The NTFP-PFM Research and Development Project in South West Ethiopia was a collaborative venture of three partners: University of Huddersfield (UoH), Ethio-Wetlands and Natural Resources Association (ENWRA) and Sustainable Livelihood Action (SLA). Phase 1 (2003-2007) was developed during 2002 in view of the identified potential key role for NTFPs to play in forest management and protection. Phase 2 (2007-2013) was developed to apply the lessons from the first phase and explore other aspects of sustainable forest management, especially Participatory Forest Management (PFM). This second phase sought to scale-up the experiences to date, especially with PFM and forest enterprise development, in order to widen forest protection and sustainable natural resources use through local CBOs. The project had two centres for its work - in Mizan Teferi and in Masha (headquarters) - and had a team of specialists and woreda facilitators, along with support staff.

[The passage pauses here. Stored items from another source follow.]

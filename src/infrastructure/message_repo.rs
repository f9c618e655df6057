use chrono::Utc;
use diesel::pg::{Pg, PgConnection};
use diesel::prelude::*;
use diesel::sql_types::Bool;
use uuid::Uuid;

use crate::db::DbPool;
use crate::domain::actor::ParticipantRole;
use crate::domain::errors::DomainError;
use crate::domain::message::{MessageView, NewMessage};
use crate::domain::ports::MessageRepository;
use crate::schema::{service_message_attachments, service_messages, service_transactions};

use super::models::{AttachmentRow, NewAttachmentRow, NewServiceMessageRow, ServiceMessageRow};

type MessageFilter = Box<dyn BoxableExpression<service_messages::table, Pg, SqlType = Bool>>;

/// Messages `viewer` is allowed to see. Audience isolation lives here, in
/// the query, and nowhere else.
fn visible_to(viewer: ParticipantRole) -> MessageFilter {
    match viewer {
        ParticipantRole::Customer => Box::new(service_messages::visible_to_customer.eq(true)),
        ParticipantRole::Creator => Box::new(service_messages::visible_to_creator.eq(true)),
        ParticipantRole::Admin => Box::new(service_messages::visible_to_admin.eq(true)),
    }
}

fn unread_by(reader: ParticipantRole) -> MessageFilter {
    match reader {
        ParticipantRole::Customer => Box::new(service_messages::read_by_customer.eq(false)),
        ParticipantRole::Creator => Box::new(service_messages::read_by_creator.eq(false)),
        ParticipantRole::Admin => Box::new(service_messages::read_by_admin.eq(false)),
    }
}

/// Writes a message and its attachments on the caller's connection. The
/// author's own read flag starts set.
pub fn insert_message(
    conn: &mut PgConnection,
    transaction_id: Uuid,
    message: &NewMessage,
) -> Result<MessageView, DomainError> {
    let author = message.author_audience();
    let row = diesel::insert_into(service_messages::table)
        .values(&NewServiceMessageRow {
            id: Uuid::new_v4(),
            transaction_id,
            sender_role: message.sender_role.to_string(),
            sender_id: message.sender_id,
            body: message.body.clone(),
            visible_to_customer: message.visibility.customer,
            visible_to_creator: message.visibility.creator,
            visible_to_admin: message.visibility.admin,
            read_by_customer: author == Some(ParticipantRole::Customer),
            read_by_creator: author == Some(ParticipantRole::Creator),
            read_by_admin: author == Some(ParticipantRole::Admin),
        })
        .returning(ServiceMessageRow::as_returning())
        .get_result(conn)?;

    let attachments: Vec<NewAttachmentRow> = message
        .attachments
        .iter()
        .map(|a| NewAttachmentRow {
            id: Uuid::new_v4(),
            message_id: row.id,
            file_name: a.file_name.clone(),
            storage_path: a.storage_path.clone(),
            content_type: a.content_type.clone(),
            size_bytes: a.size_bytes,
        })
        .collect();
    let stored = if attachments.is_empty() {
        vec![]
    } else {
        diesel::insert_into(service_message_attachments::table)
            .values(&attachments)
            .returning(AttachmentRow::as_returning())
            .get_results(conn)?
    };

    row.into_view(author.unwrap_or(ParticipantRole::Admin), stored)
}

pub struct DieselMessageRepository {
    pool: DbPool,
}

impl DieselMessageRepository {
    pub fn new(pool: DbPool) -> Self {
        Self { pool }
    }
}

impl MessageRepository for DieselMessageRepository {
    fn post(&self, transaction_id: Uuid, message: &NewMessage) -> Result<MessageView, DomainError> {
        let mut conn = self.pool.get()?;

        conn.transaction::<_, DomainError, _>(|conn| {
            let touched = diesel::update(service_transactions::table.find(transaction_id))
                .set(service_transactions::updated_at.eq(Utc::now()))
                .execute(conn)?;
            if touched == 0 {
                return Err(DomainError::NotFound("Service transaction"));
            }
            insert_message(conn, transaction_id, message)
        })
    }

    fn list_visible(
        &self,
        transaction_id: Uuid,
        viewer: ParticipantRole,
    ) -> Result<Vec<MessageView>, DomainError> {
        let mut conn = self.pool.get()?;

        let rows = service_messages::table
            .filter(service_messages::transaction_id.eq(transaction_id))
            .into_boxed()
            .filter(visible_to(viewer))
            .order((service_messages::created_at.asc(), service_messages::id.asc()))
            .select(ServiceMessageRow::as_select())
            .load(&mut conn)?;

        let attachments = AttachmentRow::belonging_to(&rows)
            .select(AttachmentRow::as_select())
            .load(&mut conn)?
            .grouped_by(&rows);

        rows.into_iter()
            .zip(attachments)
            .map(|(row, files)| row.into_view(viewer, files))
            .collect()
    }

    fn mark_read(&self, transaction_id: Uuid, reader: ParticipantRole) -> Result<usize, DomainError> {
        let mut conn = self.pool.get()?;

        let target = service_messages::table
            .filter(service_messages::transaction_id.eq(transaction_id));
        let updated = match reader {
            ParticipantRole::Customer => diesel::update(
                target
                    .filter(service_messages::visible_to_customer.eq(true))
                    .filter(service_messages::read_by_customer.eq(false)),
            )
            .set(service_messages::read_by_customer.eq(true))
            .execute(&mut conn)?,
            ParticipantRole::Creator => diesel::update(
                target
                    .filter(service_messages::visible_to_creator.eq(true))
                    .filter(service_messages::read_by_creator.eq(false)),
            )
            .set(service_messages::read_by_creator.eq(true))
            .execute(&mut conn)?,
            ParticipantRole::Admin => diesel::update(
                target
                    .filter(service_messages::visible_to_admin.eq(true))
                    .filter(service_messages::read_by_admin.eq(false)),
            )
            .set(service_messages::read_by_admin.eq(true))
            .execute(&mut conn)?,
        };
        Ok(updated)
    }

    fn unread_count(&self, transaction_id: Uuid, reader: ParticipantRole) -> Result<i64, DomainError> {
        let mut conn = self.pool.get()?;

        Ok(service_messages::table
            .filter(service_messages::transaction_id.eq(transaction_id))
            .into_boxed()
            .filter(visible_to(reader))
            .filter(unread_by(reader))
            .count()
            .get_result(&mut conn)?)
    }
}

#[cfg(test)]
mod tests {
    use uuid::Uuid;

    use super::DieselMessageRepository;
    use crate::domain::actor::ParticipantRole;
    use crate::domain::message::{NewAttachment, NewMessage, Visibility};
    use crate::domain::ports::{MessageRepository, ServiceTransactionRepository};
    use crate::domain::service::{generate_code, CustomerRef, NewInquiry};
    use crate::infrastructure::service_repo::DieselServiceTransactionRepository;
    use crate::infrastructure::test_support::{seed_service, setup_db};

    fn open_transaction(
        repo: &DieselServiceTransactionRepository,
        service_id: Uuid,
    ) -> Uuid {
        repo.create_inquiry(
            &NewInquiry {
                service_id,
                customer: CustomerRef::Member(Uuid::new_v4()),
                message: "Hello".to_string(),
                requested_deadline: None,
            },
            &generate_code(chrono::Utc::now()),
            None,
        )
        .expect("inquiry")
        .id
    }

    #[tokio::test]
    async fn internal_admin_notes_stay_internal() {
        let (_container, pool) = setup_db().await;
        let service = seed_service(&pool, Uuid::new_v4(), true);
        let transactions = DieselServiceTransactionRepository::new(pool.clone());
        let messages = DieselMessageRepository::new(pool);
        let tx = open_transaction(&transactions, service.id);

        let note = NewMessage::from_participant(
            ParticipantRole::Admin,
            Some(Uuid::new_v4()),
            "Customer disputed a previous order".to_string(),
            Some(Visibility::admin_only()),
            vec![],
        )
        .expect("message");
        messages.post(tx, &note).expect("post");

        let customer_view = messages
            .list_visible(tx, ParticipantRole::Customer)
            .expect("list");
        let creator_view = messages
            .list_visible(tx, ParticipantRole::Creator)
            .expect("list");
        let admin_view = messages.list_visible(tx, ParticipantRole::Admin).expect("list");

        // opening inquiry message is visible to everyone
        assert_eq!(customer_view.len(), 1);
        assert_eq!(creator_view.len(), 1);
        assert_eq!(admin_view.len(), 2);
        assert!(customer_view.iter().all(|m| m.visibility.customer));
    }

    #[tokio::test]
    async fn read_flags_are_per_audience() {
        let (_container, pool) = setup_db().await;
        let service = seed_service(&pool, Uuid::new_v4(), true);
        let transactions = DieselServiceTransactionRepository::new(pool.clone());
        let messages = DieselMessageRepository::new(pool);
        let tx = open_transaction(&transactions, service.id);

        let reply = NewMessage::from_participant(
            ParticipantRole::Creator,
            Some(service.creator_id),
            "Sure, here is a sketch".to_string(),
            None,
            vec![NewAttachment {
                file_name: "sketch.png".to_string(),
                storage_path: "uploads/sketch.png".to_string(),
                content_type: "image/png".to_string(),
                size_bytes: 2048,
            }],
        )
        .expect("message");
        let posted = messages.post(tx, &reply).expect("post");
        assert!(posted.read);
        assert_eq!(posted.attachments.len(), 1);

        // the customer wrote the inquiry, so only the reply is unread for them
        assert_eq!(messages.unread_count(tx, ParticipantRole::Customer).expect("count"), 1);
        assert_eq!(messages.unread_count(tx, ParticipantRole::Creator).expect("count"), 1);

        messages.mark_read(tx, ParticipantRole::Customer).expect("mark");
        assert_eq!(messages.unread_count(tx, ParticipantRole::Customer).expect("count"), 0);
        assert_eq!(messages.unread_count(tx, ParticipantRole::Creator).expect("count"), 1);

        let thread = messages.list_visible(tx, ParticipantRole::Customer).expect("list");
        assert_eq!(thread[1].attachments[0].file_name, "sketch.png");
    }
}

The project was located in the highlands of South West Ethiopia, some 600km from Addis Ababa. These highlands cover a large altitudinal range going from below 1000m to over 2400m. There is considerable diversity in the vegetation in this area, with lowland woodland at the lowest level to high altitude bamboo forest at the highest. The low to mid altitude forest between 900 and 1800m includes patches of wild coffee in the understorey and some of this forest has been thinned specifically to enhance coffee production. Agricultural expansion is a major cause of forest loss in this area, with small-scale farmers and estates the cause of forest clearance.
NTFPs and Forest Products
Forests support a wide range of useful products, other than timber. In South West Ethiopia these non-timber forest products include:
- Spices and food supplements
- Medicinal plants
- Craft materials
In total over 300 different NTFPs have been identified by the project. Most of these are only used locally, but some have regional and even international markets.
Wild coffee is especially important in this area as this is the genetic hearth for Arabica coffee, i.e. where the crop was first domesticated. The genetic diversity amongst the wild coffee plants is especially great, and this makes the conservation of wild coffee globally important.
Timber, firewood and tree ferns (for building) are also valuable products which communities use and can be sold where legally allowed.